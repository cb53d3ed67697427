//! Key material, the public key set and the rotation service.

pub mod key_material;
pub mod publisher;
pub mod service;

pub use key_material::{JsonWebKey, KeyMaterial};
pub use publisher::{JsonWebKeySet, JwksCache, PublicJwk};
pub use service::JwksService;
//! JWS signature primitives over serialized key parameters.
//!
//! Keys are rebuilt from their JWK members on every call, which exercises the
//! same path a key restored from any store backend takes.

use super::algorithm::{Algorithm, HashAlgorithm, KeyType};
use super::b64_member;
use crate::error::{JwksError, Result};
use crate::jwks::{JsonWebKey, KeyMaterial};
use rand::rngs::OsRng;
use ring::hmac;
use rsa::{BigUint, RsaPrivateKey, RsaPublicKey};
use sha2::{Sha256, Sha384, Sha512};

macro_rules! ec_sign {
    ($curve:ident, $jwk:expr, $message:expr) => {{
        use $curve::ecdsa::signature::Signer;
        let d = b64_member($jwk.d.as_ref(), "d")?;
        let key = $curve::ecdsa::SigningKey::from_slice(&d)
            .map_err(|e| JwksError::serialization(format!("invalid EC private key: {e}")))?;
        let signature: $curve::ecdsa::Signature = key.sign($message);
        signature.to_bytes().to_vec()
    }};
}

macro_rules! ec_verify {
    ($curve:ident, $jwk:expr, $message:expr, $signature:expr) => {{
        use $curve::ecdsa::signature::Verifier;
        let key = $curve::ecdsa::VerifyingKey::from_sec1_bytes(&sec1_point($jwk)?)
            .map_err(|e| JwksError::serialization(format!("invalid EC public key: {e}")))?;
        match $curve::ecdsa::Signature::from_slice($signature) {
            Ok(signature) => key.verify($message, &signature).is_ok(),
            Err(_) => false,
        }
    }};
}

macro_rules! rsa_sign {
    ($scheme:ident, $key:expr, $digest:ty, $message:expr) => {{
        use rsa::signature::{RandomizedSigner, SignatureEncoding};
        let signer = rsa::$scheme::SigningKey::<$digest>::new($key);
        signer.sign_with_rng(&mut OsRng, $message).to_vec()
    }};
}

macro_rules! rsa_verify {
    ($scheme:ident, $key:expr, $digest:ty, $message:expr, $signature:expr) => {{
        use rsa::signature::Verifier;
        let verifier = rsa::$scheme::VerifyingKey::<$digest>::new($key);
        match rsa::$scheme::Signature::try_from($signature) {
            Ok(signature) => verifier.verify($message, &signature).is_ok(),
            Err(_) => false,
        }
    }};
}

/// Sign `message` with the private half of `key`.
///
/// # Errors
///
/// Returns `UnsupportedAlgorithm` for key management algorithms and
/// `Serialization` when the stored parameters do not form a valid key.
pub fn sign(key: &KeyMaterial, message: &[u8]) -> Result<Vec<u8>> {
    let algorithm = key.algorithm();
    let hash = algorithm.hash()?;
    let jwk = key.parameters();
    let signature = match algorithm {
        Algorithm::RS256 | Algorithm::RS384 | Algorithm::RS512 => {
            let private = rsa_private_key(jwk)?;
            match hash {
                HashAlgorithm::Sha256 => rsa_sign!(pkcs1v15, private, Sha256, message),
                HashAlgorithm::Sha384 => rsa_sign!(pkcs1v15, private, Sha384, message),
                HashAlgorithm::Sha512 => rsa_sign!(pkcs1v15, private, Sha512, message),
            }
        }
        Algorithm::PS256 | Algorithm::PS384 | Algorithm::PS512 => {
            let private = rsa_private_key(jwk)?;
            match hash {
                HashAlgorithm::Sha256 => rsa_sign!(pss, private, Sha256, message),
                HashAlgorithm::Sha384 => rsa_sign!(pss, private, Sha384, message),
                HashAlgorithm::Sha512 => rsa_sign!(pss, private, Sha512, message),
            }
        }
        Algorithm::ES256 => ec_sign!(p256, jwk, message),
        Algorithm::ES384 => ec_sign!(p384, jwk, message),
        Algorithm::ES512 => ec_sign!(p521, jwk, message),
        Algorithm::HS256 | Algorithm::HS384 | Algorithm::HS512 => {
            let secret = hmac_key(jwk, hash)?;
            hmac::sign(&secret, message).as_ref().to_vec()
        }
        other => {
            return Err(JwksError::unsupported(format!("{other} cannot sign")));
        }
    };
    Ok(signature)
}

/// Verify a signature produced by [`sign`].
///
/// A malformed or mismatching signature yields `Ok(false)`; only unusable key
/// parameters are errors.
///
/// # Errors
///
/// Returns `UnsupportedAlgorithm` for key management algorithms and
/// `Serialization` when the stored parameters do not form a valid key.
pub fn verify(key: &KeyMaterial, message: &[u8], signature: &[u8]) -> Result<bool> {
    let algorithm = key.algorithm();
    let hash = algorithm.hash()?;
    let jwk = key.parameters();
    let valid = match algorithm {
        Algorithm::RS256 | Algorithm::RS384 | Algorithm::RS512 => {
            let public = rsa_public_key(jwk)?;
            match hash {
                HashAlgorithm::Sha256 => rsa_verify!(pkcs1v15, public, Sha256, message, signature),
                HashAlgorithm::Sha384 => rsa_verify!(pkcs1v15, public, Sha384, message, signature),
                HashAlgorithm::Sha512 => rsa_verify!(pkcs1v15, public, Sha512, message, signature),
            }
        }
        Algorithm::PS256 | Algorithm::PS384 | Algorithm::PS512 => {
            let public = rsa_public_key(jwk)?;
            match hash {
                HashAlgorithm::Sha256 => rsa_verify!(pss, public, Sha256, message, signature),
                HashAlgorithm::Sha384 => rsa_verify!(pss, public, Sha384, message, signature),
                HashAlgorithm::Sha512 => rsa_verify!(pss, public, Sha512, message, signature),
            }
        }
        Algorithm::ES256 => ec_verify!(p256, jwk, message, signature),
        Algorithm::ES384 => ec_verify!(p384, jwk, message, signature),
        Algorithm::ES512 => ec_verify!(p521, jwk, message, signature),
        Algorithm::HS256 | Algorithm::HS384 | Algorithm::HS512 => {
            let secret = hmac_key(jwk, hash)?;
            hmac::verify(&secret, message, signature).is_ok()
        }
        other => {
            return Err(JwksError::unsupported(format!("{other} cannot verify")));
        }
    };
    Ok(valid)
}

/// Rebuild the RSA private key from its JWK members.
pub(crate) fn rsa_private_key(jwk: &JsonWebKey) -> Result<RsaPrivateKey> {
    let member = |value: &Option<String>, name: &str| {
        b64_member(value.as_ref(), name).map(|bytes| BigUint::from_bytes_be(&bytes))
    };
    let primes = vec![member(&jwk.p, "p")?, member(&jwk.q, "q")?];
    RsaPrivateKey::from_components(member(&jwk.n, "n")?, member(&jwk.e, "e")?, member(&jwk.d, "d")?, primes)
        .map_err(|e| JwksError::serialization(format!("invalid RSA private key: {e}")))
}

/// Rebuild the RSA public key from `n` and `e`.
pub(crate) fn rsa_public_key(jwk: &JsonWebKey) -> Result<RsaPublicKey> {
    let n = BigUint::from_bytes_be(&b64_member(jwk.n.as_ref(), "n")?);
    let e = BigUint::from_bytes_be(&b64_member(jwk.e.as_ref(), "e")?);
    RsaPublicKey::new(n, e).map_err(|e| JwksError::serialization(format!("invalid RSA public key: {e}")))
}

/// Uncompressed SEC1 encoding of the public point.
fn sec1_point(jwk: &JsonWebKey) -> Result<Vec<u8>> {
    let x = b64_member(jwk.x.as_ref(), "x")?;
    let y = b64_member(jwk.y.as_ref(), "y")?;
    let mut point = Vec::with_capacity(1 + x.len() + y.len());
    point.push(0x04);
    point.extend_from_slice(&x);
    point.extend_from_slice(&y);
    Ok(point)
}

fn hmac_key(jwk: &JsonWebKey, hash: HashAlgorithm) -> Result<hmac::Key> {
    let secret = b64_member(jwk.k.as_ref(), "k")?;
    let algorithm = match hash {
        HashAlgorithm::Sha256 => hmac::HMAC_SHA256,
        HashAlgorithm::Sha384 => hmac::HMAC_SHA384,
        HashAlgorithm::Sha512 => hmac::HMAC_SHA512,
    };
    Ok(hmac::Key::new(algorithm, &secret))
}

/// Whether `algorithm` can produce JWS signatures with a key of `key_type`.
#[must_use]
pub fn can_sign(algorithm: Algorithm, key_type: KeyType) -> bool {
    algorithm.hash().is_ok() && algorithm.kty() == key_type
}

####

Problem:
Answer with one number only: how many lines of the entries above include the word "format"?

Output for this task:
6